Labor Disputes: Arbitration vs. Striking
Unfortunately, employees and management do not always see things in concert. This can lead to labor disputes that can be disruptive for the lives of both management and employees. When there is a complete impasse, two options are widely available to the collective bargaining unit employees. They are the right to strike and the right to arbitration.
To a great degree, arbitration is a much better option for a number of reasons. Mostly, strikes can be long, drawn out costly affairs that will result in the employees having to miss many days of work until the strike is settled. (If it is settled, that is) When an arbitrator makes a decision, management (and employees) must abide by the decision within the specified terms of the decision. It is because of this expediency that the Conciliation and Arbitration Act remains a useful piece of legislation, as the Australian government, realizing the expediency of arbitration, has authority to invoke arbitration for the betterment of the nation’s economic good and for the welfare of all parties involved.

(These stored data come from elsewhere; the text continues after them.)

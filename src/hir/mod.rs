//! High-level IR: packages, modules, imports and their binding.
//!
//! ## Layout
//!
//! ```text
//! session   → one compilation request; owns everything below
//!   ↓
//! module    → two-pass module analysis, unqualified search
//! import    → import binding, selective aliases, lookup forwarding
//! resolve   → dotted-name resolution from inside a module
//!   ↓
//! registry  → package/module arenas, on-demand module loading
//! symbols   → closed symbol set, symbol tables
//!   ↓
//! deps, diagnostics, error, scope, source, ids
//! ```

mod deps;
mod diagnostics;
mod error;
mod ids;
mod import;
mod module;
mod registry;
mod resolve;
mod scope;
mod session;
mod source;
mod symbols;

pub use deps::{DependencyRecord, DepsReport, UNRESOLVED_PATH, escape_path};
pub use diagnostics::{Diagnostic, DiagnosticCollector, Severity, codes};
pub use error::ImportError;
pub use ids::{AliasId, DeclId, ImportId, ModuleId, PackageId};
pub use import::{Import, LoadState};
pub use module::{AnalysisState, ImportScope, Module, SearchFlags};
pub use registry::{LoadContext, Package, Registry, ResolvedPath, TableRef};
pub use resolve::{ResolveResult, Resolver};
pub use scope::{ScopeSnapshot, ScopeStack};
pub use session::{CompileFailed, CompileOutput, Session};
pub use source::FileSet;
pub use symbols::{AliasSymbol, AliasTarget, DeclSymbol, Symbol, SymbolTable};
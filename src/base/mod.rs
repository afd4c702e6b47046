//! Foundation types for the modlink front end.
//!
//! This module provides fundamental types used throughout the crate:
//! - [`FileId`] - Interned module source identifiers
//! - [`Loc`], [`TextRange`], [`TextSize`] - Source positions
//! - [`LineCol`], [`LineIndex`] - Line/column conversion
//! - [`Name`], [`Interner`] - Identifier interning
//!
//! This module has NO dependencies on other modlink modules.

mod file_id;
mod intern;
mod span;

pub use file_id::FileId;
pub use intern::{Interner, Name};
pub use span::{LineCol, LineIndex, Loc, TextRange, TextSize};

// Re-export text-size types for convenience
pub use text_size;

However, the disadvantage to arbitration is that all the requirements of the employees might not be met. In some ways, this could lead to management getting away with not having to meet all the terms of the bargaining unit in a manner that would not have been possible if they had been taken to the alternate route of caving in to striking workers.
Again, arbitration remains the most beneficial form of disputing a labor issues, but it does have certain inherent flaws that may make it unpopular to some.